■ **WORK INSTRUCTION**: Copy the listing below line for line, from its opening line to the one with "let payment_id = req.payment_created_index.id;", both included; stop there.
════
impl WebhookSender {
    /// Create a new webhook sender and return the channel sender to track
    /// requests.
    pub fn new(
        config: WebhookSenderConfig,
    ) -> (Self, mpsc::Sender<TrackRequest>) {
        let (tx, rx) = mpsc::channel(TRACK_REQUEST_BUFFER);

        let mut sender = Self {
            users: HashMap::new(),
            webhook_sender_rx: rx,
            webhook_url: config.url,
            http_client: reqwest::Client::new(),
            sidecar_dir: config.sidecar_dir,
            gateway_url: config.gateway_url,
            deploy_env: config.deploy_env,
            shutdown: config.shutdown,
        };
        sender.load_state();

        (sender, tx)
    }

    /// Spawn a new task that runs the webhook sender.
    pub(crate) fn spawn(self) -> LxTask<()> {
        LxTask::spawn_with_span(
            "(webhook-sender)",
            info_span!("(webhook-sender)"),
            async move { self.run().await },
        )
    }

    /// Main run loop that handles track requests and polls for payment updates.
    async fn run(mut self) {
        info!("Webhook sender task started");

        loop {
            tokio::select! {
                biased;

                () = self.shutdown.recv() => {
                    info!("Shutdown signal received");
                    break;
                }

                Some(req) = self.webhook_sender_rx.recv() => {
                    self.handle_track_request(req);
                    self.persist_state();
                }

                () = tokio::time::sleep(POLL_INTERVAL) => {
                    self.poll_all_users_and_send_webhooks().await;
                    self.persist_state();
                }
            }
        }

        // Final persist before shutdown
        self.persist_state();
        info!("Webhook sender task stopped");
    }

    /// Handle a track request idempotently by adding payment to tracking and
    /// min-setting cursor.
    fn handle_track_request(&mut self, req: TrackRequest) {
        let payment_id = req.payment_created_index.id;
        let new_cursor = PaymentUpdatedIndex {
            updated_at: req.payment_created_index.created_at,
            id: payment_id,
        };

        let (client_creds, node_client) =
            match self.build_node_client(&req.credentials) {
                Ok(result) => result,
                Err(e) => {
                    warn!(user_pk = %req.user_pk,
                        "Failed to build NodeClient: {e:#}"
                    );
                    return;
                }
            };

        match self.users.get_mut(&req.user_pk) {
            Some(state) => {
                // User exists: add payment, min-set cursor
                if !state.inner.pending.contains(&payment_id) {
                    state.inner.pending.push(payment_id);
                }

                // Min-set the cursor in case we receive the payment finalized
                // update before the payment has started tracking.
                if new_cursor < state.inner.cursor {
                    state.inner.cursor = new_cursor;
                }

                // Update the credentials to the latest given in case the
                // user has rotated to a different client credential.
                if state.inner.credentials.client_pk != client_creds.client_pk {
                    state.inner.credentials = client_creds;
                    state.node_client = node_client;
                }
            }
            None => {
                // New user: create tracking state
                let state = UserTrackingState {
                    inner: PersistedUserTrackingState {
                        credentials: client_creds,
                        cursor: new_cursor,
                        pending: vec![payment_id],
                    },
                    node_client,
                };
                self.users.insert(req.user_pk, state);
            }
        }
    }

    /// Poll all users for payment updates and send webhooks.
    async fn poll_all_users_and_send_webhooks(&mut self) {
        let semaphore = Semaphore::new(MAX_CONCURRENT_API_CALLS);

        let results = self
            .users
            .iter()
            .map(|(user_pk, state)| async {
                let user_pk = *user_pk;
                let semaphore = &semaphore;
                let _permit = match semaphore.acquire().await {
                    Ok(p) => p,
                    Err(_) => return None,
                };
                let req = GetUpdatedPayments {
                    start_index: Some(state.inner.cursor),
                    limit: None,
                };
                let result = state.node_client.get_updated_payments(req).await;
                Some((user_pk, result))
            })
            .apply(futures::future::join_all)
            .await
            .into_iter()
            .flatten()
            .collect::<Vec<(UserPk, Result<VecBasicPaymentV2, _>)>>();

        let mut finalized: Vec<(UserPk, SdkPayment)> = Vec::new();

        for (user_pk, result) in results {
            let payments = match result {
                Ok(resp) => resp.payments,
                Err(e) => {
                    warn!(%user_pk, "Failed to get updated payments: {e:#}");
                    continue;
                }
            };

            let state = self
                .users
                .get_mut(&user_pk)
                .expect("Should always find user_pk");

            for payment in payments {
                let payment_index = PaymentUpdatedIndex {
                    updated_at: payment.updated_at,
                    id: payment.id,
                };
                if payment_index > state.inner.cursor {
                    state.inner.cursor = payment_index;
                }

                // Check if this payment is one we're tracking
                if !state.inner.pending.contains(&payment.id) {
                    continue;
                }

                // Check if payment is finalized (completed or failed)
                if payment.status == PaymentStatus::Pending {
                    continue;
                }

                // Remove from pending and queue webhook
                state.inner.pending.retain(|id| *id != payment.id);
                finalized.push((user_pk, SdkPayment::from(payment)));
            }
        }

        // Send all webhooks in parallel
        finalized
            .into_iter()
            .map(|(user_pk, payment)| self.send_webhook(user_pk, payment))
            .apply(futures::future::join_all)
            .await;

        // Cleanup users with no pending payments
        self.users
            .retain(|_, state| !state.inner.pending.is_empty());
    }

    /// Send a webhook for a finalized payment with exponential backoff retry.
    async fn send_webhook(&self, user_pk: UserPk, payment: SdkPayment) {
        let payment_id = payment.id;
        let payload = WebhookPayload { user_pk, payment };
        let mut backoff = backoff::get_backoff_iter();

        for attempt in 1..=MAX_WEBHOOK_ATTEMPTS {
            let result = self
                .http_client
                .post(self.webhook_url.clone())
                .json(&payload)
                .send()
                .await;

            match result {
                Ok(resp) if resp.status().is_success() => {
                    info!(
                        %user_pk, %payment_id, "Webhook delivered successfully"
                    );
                    return;
                }
                Ok(resp) => warn!(
                    %user_pk, %payment_id, attempt,
                    status = %resp.status(),
                    "Webhook delivery failed with non-success status"
                ),

                Err(e) => warn!(
                    %user_pk, %payment_id, attempt,
                    "Webhook delivery failed: {e:#}"
                ),
            }

            if attempt < MAX_WEBHOOK_ATTEMPTS {
                let delay =
                    backoff.next().expect("Backoff iterator is infinite");
                tokio::time::sleep(delay).await;
            }
        }

        warn!(
            %user_pk, %payment_id,
            "Webhook delivery failed after {MAX_WEBHOOK_ATTEMPTS} attempts"
        );
    }

    /// Persist tracking state to disk.
    fn persist_state(&self) {
        if let Err(e) = self.persist_state_inner() {
            warn!("Failed to persist tracking state: {e:#}");
        }
    }

    fn persist_state_inner(&self) -> anyhow::Result<()> {
        let state = PersistedTrackingState {
            users: self
                .users
                .iter()
                .map(|(user_pk, state)| (*user_pk, state.inner.clone()))
                .collect(),
        };

        fs::create_dir_all(&self.sidecar_dir)?;

        let path = self.sidecar_dir.join(TRACKED_PAYMENTS_FILE);
        let json = serde_json::to_string(&state)?;

        let mut opts = OpenOptions::new();
        opts.write(true).create(true).truncate(true);

        #[cfg(unix)]
        opts.mode(0o600);

        let mut file = opts.open(&path)?;
        file.write_all(json.as_bytes())?;
        file.sync_all()?;

        Ok(())
    }

    /// Load persisted tracking state from disk.
    fn load_state(&mut self) {
        let path = self.sidecar_dir.join(TRACKED_PAYMENTS_FILE);

        if !path.exists() {
            warn!("No persisted tracking state found");
            return;
        }

        let json = match std::fs::read_to_string(&path) {
            Ok(json) => json,
            Err(e) => {
                warn!(?path, "Failed to read tracking state: {e:#}");
                return;
            }
        };

        let state: PersistedTrackingState = match serde_json::from_str(&json) {
            Ok(state) => state,
            Err(e) => {
                warn!(?path, "Failed to deserialize tracking state: {e:#}");
                return;
            }
        };

        // Rebuild NodeClients from persisted credentials
        for (user_pk, persisted) in state.users {
            let credentials =
                Credentials::ClientCredentials(persisted.credentials.clone());
            let (client_creds, node_client) =
                match self.build_node_client(&credentials) {
                    Ok(result) => result,
                    Err(e) => {
                        warn!(%user_pk, "Failed to rebuild NodeClient: {e:#}");
                        continue;
                    }
                };

            self.users.insert(
                user_pk,
                UserTrackingState {
                    inner: PersistedUserTrackingState {
                        credentials: client_creds,
                        cursor: persisted.cursor,
                        pending: persisted.pending,
                    },
                    node_client,
                },
            );
        }

        info!(
            num_users = self.users.len(),
            "Loaded persisted tracking state"
        );
    }

    /// Build a [`NodeClient`] from credentials.
    fn build_node_client(
        &self,
        credentials: &Credentials,
    ) -> anyhow::Result<(ClientCredentials, NodeClient)> {
        let Credentials::ClientCredentials(client_creds) = credentials else {
            anyhow::bail!("Webhooks don't support RootSeed credentials");
        };

        let gateway_client = GatewayClient::new(
            self.deploy_env,
            self.gateway_url.clone(),
            crate::USER_AGENT,
        )?;

        let node_client = NodeClient::new(
            &mut SysRng::new(),
            true, // use_sgx
            self.deploy_env,
            gateway_client,
            credentials.as_ref(),
        )?;

        Ok((client_creds.clone(), node_client))
    }
}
════
■ **TASK RESULT**:
impl WebhookSender {
    /// Create a new webhook sender and return the channel sender to track
    /// requests.
    pub fn new(
        config: WebhookSenderConfig,
    ) -> (Self, mpsc::Sender<TrackRequest>) {
        let (tx, rx) = mpsc::channel(TRACK_REQUEST_BUFFER);

        let mut sender = Self {
            users: HashMap::new(),
            webhook_sender_rx: rx,
            webhook_url: config.url,
            http_client: reqwest::Client::new(),
            sidecar_dir: config.sidecar_dir,
            gateway_url: config.gateway_url,
            deploy_env: config.deploy_env,
            shutdown: config.shutdown,
        };
        sender.load_state();

        (sender, tx)
    }

    /// Spawn a new task that runs the webhook sender.
    pub(crate) fn spawn(self) -> LxTask<()> {
        LxTask::spawn_with_span(
            "(webhook-sender)",
            info_span!("(webhook-sender)"),
            async move { self.run().await },
        )
    }

    /// Main run loop that handles track requests and polls for payment updates.
    async fn run(mut self) {
        info!("Webhook sender task started");

        loop {
            tokio::select! {
                biased;

                () = self.shutdown.recv() => {
                    info!("Shutdown signal received");
                    break;
                }

                Some(req) = self.webhook_sender_rx.recv() => {
                    self.handle_track_request(req);
                    self.persist_state();
                }

                () = tokio::time::sleep(POLL_INTERVAL) => {
                    self.poll_all_users_and_send_webhooks().await;
                    self.persist_state();
                }
            }
        }

        // Final persist before shutdown
        self.persist_state();
        info!("Webhook sender task stopped");
    }

    /// Handle a track request idempotently by adding payment to tracking and
    /// min-setting cursor.
    fn handle_track_request(&mut self, req: TrackRequest) {
        let payment_id = req.payment_created_index.id;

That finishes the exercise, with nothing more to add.